All lines from the first one in the listing below to the one holding "pub const TERMINATE_GRACE: Duration", inclusive, are to be copied exactly.

_Input for this task_

---

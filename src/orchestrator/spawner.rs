//! Server process spawner and address discovery.
//!
//! Spawns the server-under-test with:
//! - `kill_on_drop(true)` so a dropped [`ServerProcess`] never outlives
//!   the test case that started it.
//! - stdout framed by [`stdout_lines`]; a dynamic server's first line is
//!   its listening address and everything after it is drained to `DEBUG`
//!   logs so the server never blocks on a full pipe. Output that stops
//!   decoding as lines is still read and discarded until EOF.
//! - a bounded wait for the address line. On timeout, early EOF, or an
//!   unparseable line the process is stopped before the error returns.

use std::process::Stdio;
use std::time::Duration;

use futures_util::StreamExt;
use tokio::io::AsyncRead;
use tokio::process::{Child, ChildStdout, Command};
use tokio_util::codec::{FramedRead, LinesCodec, LinesCodecError};
use tracing::{debug, info, instrument, warn};

use crate::models::{DiscoveryMode, LanguageTarget, LifecycleState, ServerAddress};
use crate::{AppError, Result};

/// How long a server gets to exit after SIGTERM before it is killed.
pub const TERMINATE_GRACE: Duration = Duration::from_secs(2);

/// Maximum accepted stdout line length: 64 KiB.
pub const MAX_LINE_BYTES: usize = 65_536;

/// Frame `reader` as newline-delimited UTF-8 lines of at most
/// [`MAX_LINE_BYTES`].
#[must_use]
pub fn stdout_lines<R: AsyncRead>(reader: R) -> FramedRead<R, LinesCodec> {
    FramedRead::new(reader, LinesCodec::new_with_max_length(MAX_LINE_BYTES))
}

/// A running server-under-test.
///
/// Owned exclusively by the test case that spawned it. Call
/// [`ServerProcess::terminate`] for a graceful stop; dropping an
/// unterminated process kills it.
#[derive(Debug)]
pub struct ServerProcess {
    language: String,
    child: Child,
    address: ServerAddress,
    state: LifecycleState,
}

impl ServerProcess {
    /// Address the server is listening on.
    #[must_use]
    pub fn address(&self) -> &ServerAddress {
        &self.address
    }

    /// Current lifecycle state (`Spawned` or `Terminated`).
    #[must_use]
    pub fn state(&self) -> LifecycleState {
        self.state
    }

    /// OS process id, if the process has not been reaped yet.
    #[must_use]
    pub fn pid(&self) -> Option<u32> {
        self.child.id()
    }

    /// Stop the server: SIGTERM, a grace period, then a hard kill.
    ///
    /// Idempotent; terminating an already-terminated process is a no-op.
    pub async fn terminate(&mut self) {
        if self.state == LifecycleState::Terminated {
            return;
        }
        self.state = LifecycleState::Terminated;
        stop_child(&mut self.child, &self.language).await;
    }
}

impl Drop for ServerProcess {
    fn drop(&mut self) {
        if self.state != LifecycleState::Terminated {
            warn!(
                language = self.language,
                "server process dropped while running; killing"
            );
            if let Err(err) = self.child.start_kill() {
                debug!(language = self.language, %err, "kill on drop failed");
            }
        }
    }
}

/// Spawn the target's server and discover its listening address.
///
/// The executable receives a single argument: the fixed port, or `0` for
/// dynamic discovery.
///
/// # Errors
///
/// - `AppError::Spawn`: the executable could not be started, or a
///   fixed-port server exited during its startup delay.
/// - `AppError::AddressDiscovery`: stdout closed before an address line,
///   the line was not `host:port`, or no line arrived within the startup
///   timeout.
#[instrument(skip_all, fields(language = %target.name))]
pub async fn spawn_server(target: &LanguageTarget) -> Result<ServerProcess> {
    let port = target.discovery.requested_port();
    let program = target.server_path();

    let mut child = Command::new(&program)
        .arg(port.to_string())
        .current_dir(&target.working_directory)
        .stdin(Stdio::null())
        .stdout(Stdio::piped())
        .stderr(Stdio::inherit())
        .kill_on_drop(true)
        .spawn()
        .map_err(|err| {
            AppError::Spawn(format!("failed to start {}: {err}", program.display()))
        })?;

    info!(pid = child.id().unwrap_or(0), port, "server process spawned");

    let Some(stdout) = child.stdout.take() else {
        stop_child(&mut child, &target.name).await;
        return Err(AppError::Spawn("failed to capture server stdout".into()));
    };
    let mut lines = stdout_lines(stdout);

    let discovered = match target.discovery {
        DiscoveryMode::Fixed {
            port,
            startup_delay,
        } => wait_fixed(&mut child, port, startup_delay).await,
        DiscoveryMode::Dynamic { startup_timeout } => {
            discover_address(&mut lines, startup_timeout).await
        }
    };

    let address = match discovered {
        Ok(address) => address,
        Err(err) => {
            stop_child(&mut child, &target.name).await;
            return Err(err);
        }
    };

    info!(%address, "server ready");
    drain_stdout(target.name.clone(), lines);

    Ok(ServerProcess {
        language: target.name.clone(),
        child,
        address,
        state: LifecycleState::Spawned,
    })
}

/// Read exactly one line from `lines` and parse it as `host:port`.
///
/// # Errors
///
/// Returns `AppError::AddressDiscovery` on EOF, timeout, an oversized or
/// malformed line; `AppError::Io` if the stream fails or is not UTF-8.
pub async fn discover_address<R>(
    lines: &mut FramedRead<R, LinesCodec>,
    startup_timeout: Duration,
) -> Result<ServerAddress>
where
    R: AsyncRead + Unpin,
{
    match tokio::time::timeout(startup_timeout, lines.next()).await {
        Ok(Some(Ok(line))) => {
            debug!(line, "address line received");
            line.parse()
        }
        Ok(Some(Err(LinesCodecError::MaxLineLengthExceeded))) => Err(
            AppError::AddressDiscovery(format!("line too long: exceeded {MAX_LINE_BYTES} bytes")),
        ),
        Ok(Some(Err(LinesCodecError::Io(err)))) => Err(err.into()),
        Ok(None) => Err(AppError::AddressDiscovery(
            "failed to read server address from standard out".into(),
        )),
        Err(_elapsed) => Err(AppError::AddressDiscovery(format!(
            "server did not announce an address within {startup_timeout:?}"
        ))),
    }
}

async fn wait_fixed(
    child: &mut Child,
    port: u16,
    startup_delay: Duration,
) -> Result<ServerAddress> {
    tokio::time::sleep(startup_delay).await;

    match child.try_wait() {
        Ok(Some(status)) => Err(AppError::Spawn(format!(
            "server exited during startup: {status}"
        ))),
        Ok(None) => Ok(ServerAddress::local(port)),
        Err(err) => Err(AppError::Spawn(format!(
            "failed to poll server process: {err}"
        ))),
    }
}

/// Forward the remainder of the server's stdout to `DEBUG` logs.
fn drain_stdout(language: String, mut lines: FramedRead<ChildStdout, LinesCodec>) {
    tokio::spawn(async move {
        loop {
            match lines.next().await {
                Some(Ok(line)) => debug!(language, line, "server stdout"),
                Some(Err(err)) => {
                    debug!(language, %err, "server stdout is not line text; discarding the rest");
                    break;
                }
                None => return,
            }
        }

        // FramedRead yields nothing after an error; read raw bytes until EOF.
        let mut stdout = lines.into_inner();
        if let Err(err) = tokio::io::copy(&mut stdout, &mut tokio::io::sink()).await {
            debug!(language, %err, "server stdout drain stopped");
        }
    });
}

/// Ask `child` to exit, wait up to [`TERMINATE_GRACE`], then kill it.
async fn stop_child(child: &mut Child, language: &str) {
    match child.try_wait() {
        Ok(Some(status)) => {
            debug!(language, %status, "server already exited");
            return;
        }
        Ok(None) => {}
        Err(err) => warn!(language, %err, "failed to poll server process"),
    }

    if !request_shutdown(child) {
        if let Err(err) = child.start_kill() {
            warn!(language, %err, "failed to kill server process");
        }
    }

    match tokio::time::timeout(TERMINATE_GRACE, child.wait()).await {
        Ok(Ok(status)) => info!(language, %status, "server terminated"),
        Ok(Err(err)) => warn!(language, %err, "error waiting for server exit"),
        Err(_elapsed) => {
            warn!(language, "server ignored SIGTERM; killing");
            if let Err(err) = child.kill().await {
                warn!(language, %err, "failed to kill server process");
            }
        }
    }
}

/// Send SIGTERM. Returns `false` when the signal could not be delivered.
#[cfg(unix)]
fn request_shutdown(child: &Child) -> bool {
    use nix::sys::signal::{kill, Signal};
    use nix::unistd::Pid;

    let Some(pid) = child.id().and_then(|pid| i32::try_from(pid).ok()) else {
        return false;
    };
    kill(Pid::from_raw(pid), Signal::SIGTERM).is_ok()
}

#[cfg(not(unix))]
fn request_shutdown(_child: &Child) -> bool {
    false
}
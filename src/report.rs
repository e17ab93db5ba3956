//! Progress and result reporting.
//!
//! Reporters are purely observational: the runner calls them at each
//! step but never consults them for control flow or the exit status.

use std::io::Write;

use tracing::{info, warn};

use crate::models::{LanguageTarget, TestCase};
use crate::runner::{CaseFailure, LanguageReport};
use crate::Result;

/// Hooks invoked by [`TestRunner`](crate::runner::TestRunner) as a run
/// progresses. Every hook defaults to a no-op.
pub trait Reporter {
    /// A language target is about to be built and tested.
    fn language_started(&self, _target: &LanguageTarget) {}

    /// The build command is about to run.
    fn build_started(&self, _target: &LanguageTarget) {}

    /// The build command finished.
    fn build_finished(&self, _target: &LanguageTarget, _result: &Result<()>) {}

    /// A test case is about to run.
    fn case_started(&self, _target: &LanguageTarget, _case: &TestCase) {}

    /// A test case finished; `failure` is `None` when it passed.
    fn case_finished(
        &self,
        _target: &LanguageTarget,
        _case: &TestCase,
        _failure: Option<&CaseFailure>,
    ) {
    }

    /// A language target finished, successfully or not.
    fn language_finished(&self, _report: &LanguageReport) {}
}

/// Reporter that writes human-readable progress to stdout.
///
/// The per-language header and result lines are always printed; build
/// and per-case progress only when `verbose` is set.
#[derive(Debug, Clone, Copy, Default)]
pub struct ConsoleReporter {
    verbose: bool,
}

impl ConsoleReporter {
    /// Create a console reporter.
    #[must_use]
    pub fn new(verbose: bool) -> Self {
        Self { verbose }
    }

    fn progress(&self, text: &str) {
        if self.verbose {
            let mut out = std::io::stdout().lock();
            let _ = write!(out, "{text}");
            let _ = out.flush();
        }
    }

    fn progress_line(&self, text: &str) {
        if self.verbose {
            println!("{text}");
        }
    }
}

impl Reporter for ConsoleReporter {
    fn language_started(&self, target: &LanguageTarget) {
        info!(language = %target.name, "running language tests");
        println!("Running {} tests...", target.name);
    }

    fn build_started(&self, target: &LanguageTarget) {
        info!(language = %target.name, "building server");
        self.progress("Building the Server...");
    }

    fn build_finished(&self, target: &LanguageTarget, result: &Result<()>) {
        match result {
            Ok(()) => self.progress_line("Built"),
            Err(err) => {
                warn!(language = %target.name, %err, "build failed");
                self.progress_line("FAILED");
            }
        }
    }

    fn case_started(&self, target: &LanguageTarget, case: &TestCase) {
        info!(language = %target.name, case = %case.name, "running test case");
        self.progress(&format!("\tRunning test: {}...", case.name));
    }

    fn case_finished(
        &self,
        target: &LanguageTarget,
        case: &TestCase,
        failure: Option<&CaseFailure>,
    ) {
        match failure {
            None => {
                info!(language = %target.name, case = %case.name, "test case passed");
                self.progress_line("Passed");
            }
            Some(failure) => {
                warn!(language = %target.name, case = %case.name, %failure, "test case failed");
                self.progress_line("FAILED");
            }
        }
    }

    fn language_finished(&self, report: &LanguageReport) {
        info!(
            language = %report.language,
            passed = report.passed(),
            "language finished"
        );
        println!("{}: {}", report.language, report.message());
    }
}
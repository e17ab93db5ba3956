//! Integration tests for the protocol client against in-process servers.

use std::time::Duration;

use chat_conformance::client::Connection;
use chat_conformance::models::{Exchange, ServerAddress};
use chat_conformance::AppError;
use tokio::io::{AsyncReadExt, AsyncWriteExt};
use tokio::net::TcpListener;

use super::test_helpers::{compliant_chat, login_then_message, serve_lines};

const READ_TIMEOUT: Duration = Duration::from_millis(300);

#[tokio::test]
async fn compliant_server_passes_every_exchange() {
    let (address, log) = serve_lines(compliant_chat).await;
    let mut conn = Connection::connect(&address, READ_TIMEOUT).await.expect("connect");

    conn.run_exchanges(&login_then_message().exchanges)
        .await
        .expect("all exchanges pass");

    assert_eq!(*log.lock().expect("lock"), vec!["LOGIN alice", "MSG hi"]);
}

#[tokio::test]
async fn omitted_line_fails_second_exchange_with_diagnostic() {
    let (address, _log) = serve_lines(|line| line.starts_with("LOGIN").then(|| "OK\n".into())).await;
    let mut conn = Connection::connect(&address, READ_TIMEOUT).await.expect("connect");

    let err = conn
        .run_exchanges(&login_then_message().exchanges)
        .await
        .expect_err("second exchange fails");

    assert_eq!(err.index, 2);
    assert!(matches!(err.error, AppError::Timeout(_)), "got {}", err.error);
    let text = err.to_string();
    assert!(text.starts_with("failed on cmd 2:"), "{text}");
    assert!(text.contains(r#"Expected b"alice: hi\n""#), "{text}");
    assert!(text.contains(r#"Got b"""#), "{text}");
}

#[tokio::test]
async fn first_failure_stops_before_next_request() {
    let (address, log) = serve_lines(|_| Some("ERR\n".into())).await;
    let mut conn = Connection::connect(&address, READ_TIMEOUT).await.expect("connect");

    let err = conn
        .run_exchanges(&login_then_message().exchanges)
        .await
        .expect_err("first exchange fails");

    assert_eq!(err.index, 1);
    assert!(matches!(err.error, AppError::Mismatch(_)));
    drop(conn);
    tokio::time::sleep(Duration::from_millis(50)).await;
    assert_eq!(
        *log.lock().expect("lock"),
        vec!["LOGIN alice"],
        "second request must never be sent"
    );
}

#[tokio::test]
async fn reordered_broadcast_lines_pass() {
    let (address, _log) = serve_lines(|_| Some("bob joined\ncarol joined\n".into())).await;
    let mut conn = Connection::connect(&address, READ_TIMEOUT).await.expect("connect");

    conn.exchange(&Exchange::new("JOIN lobby\n", "carol joined\nbob joined\n"))
        .await
        .expect("reordering is tolerated");
}

#[tokio::test]
async fn duplicated_broadcast_line_fails() {
    let (address, _log) = serve_lines(|_| Some("hi\nhi\n".into())).await;
    let mut conn = Connection::connect(&address, READ_TIMEOUT).await.expect("connect");

    let err = conn
        .exchange(&Exchange::new("SAY hi\n", "hi\nyo\n"))
        .await
        .expect_err("duplicate rejected");
    assert!(matches!(err, AppError::Mismatch(_)));
}

#[tokio::test]
async fn response_split_across_writes_is_accumulated() {
    let listener = TcpListener::bind("127.0.0.1:0").await.expect("bind");
    let port = listener.local_addr().expect("addr").port();
    tokio::spawn(async move {
        let (mut stream, _) = listener.accept().await.expect("accept");
        let mut buf = [0u8; 64];
        let _ = stream.read(&mut buf).await;
        stream.write_all(b"RESULT ").await.expect("write");
        tokio::time::sleep(Duration::from_millis(50)).await;
        stream.write_all(b"LOGIN 1\n").await.expect("write");
        tokio::time::sleep(Duration::from_secs(1)).await;
    });

    let address: ServerAddress = format!("127.0.0.1:{port}").parse().expect("address");
    let mut conn = Connection::connect(&address, READ_TIMEOUT).await.expect("connect");
    conn.exchange(&Exchange::new("LOGIN u p\n", "RESULT LOGIN 1\n"))
        .await
        .expect("fragments are joined");
}

#[tokio::test]
async fn early_close_is_a_mismatch_not_a_timeout() {
    let listener = TcpListener::bind("127.0.0.1:0").await.expect("bind");
    let port = listener.local_addr().expect("addr").port();
    tokio::spawn(async move {
        let (mut stream, _) = listener.accept().await.expect("accept");
        let mut buf = [0u8; 64];
        let _ = stream.read(&mut buf).await;
        stream.write_all(b"OK\n").await.expect("write");
    });

    let address: ServerAddress = format!("127.0.0.1:{port}").parse().expect("address");
    let mut conn = Connection::connect(&address, Duration::from_secs(5))
        .await
        .expect("connect");
    let err = conn
        .exchange(&Exchange::new("LOGIN alice\n", "OK\nwelcome\n"))
        .await
        .expect_err("short response");

    assert!(matches!(err, AppError::Mismatch(_)), "got {err}");
    assert!(err.to_string().contains(r#"missing: ["welcome"]"#), "{err}");
}

#[tokio::test]
async fn empty_expected_response_sends_without_reading() {
    let (address, log) = serve_lines(|_| None).await;
    let mut conn = Connection::connect(&address, READ_TIMEOUT).await.expect("connect");

    conn.exchange(&Exchange::new("QUIT\n", ""))
        .await
        .expect("nothing to read");
    tokio::time::sleep(Duration::from_millis(50)).await;
    assert_eq!(*log.lock().expect("lock"), vec!["QUIT"]);
}

#[tokio::test]
async fn refused_connection_is_a_connection_error() {
    let listener = TcpListener::bind("127.0.0.1:0").await.expect("bind");
    let port = listener.local_addr().expect("addr").port();
    drop(listener);

    let address: ServerAddress = format!("127.0.0.1:{port}").parse().expect("address");
    let err = Connection::connect(&address, READ_TIMEOUT)
        .await
        .expect_err("nothing listening");
    assert!(matches!(err, AppError::Connection(_)));
}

---

_Solved exercise_
filename src/orchestrator/spawner.rs
//! Server process spawner and address discovery.
//!
//! Spawns the server-under-test with:
//! - `kill_on_drop(true)` so a dropped [`ServerProcess`] never outlives
//!   the test case that started it.
//! - stdout framed by [`stdout_lines`]; a dynamic server's first line is
//!   its listening address and everything after it is drained to `DEBUG`
//!   logs so the server never blocks on a full pipe. Output that stops
//!   decoding as lines is still read and discarded until EOF.
//! - a bounded wait for the address line. On timeout, early EOF, or an
//!   unparseable line the process is stopped before the error returns.

use std::process::Stdio;
use std::time::Duration;

use futures_util::StreamExt;
use tokio::io::AsyncRead;
use tokio::process::{Child, ChildStdout, Command};
use tokio_util::codec::{FramedRead, LinesCodec, LinesCodecError};
use tracing::{debug, info, instrument, warn};

use crate::models::{DiscoveryMode, LanguageTarget, LifecycleState, ServerAddress};
use crate::{AppError, Result};

/// How long a server gets to exit after SIGTERM before it is killed.
pub const TERMINATE_GRACE: Duration = Duration::from_secs(2);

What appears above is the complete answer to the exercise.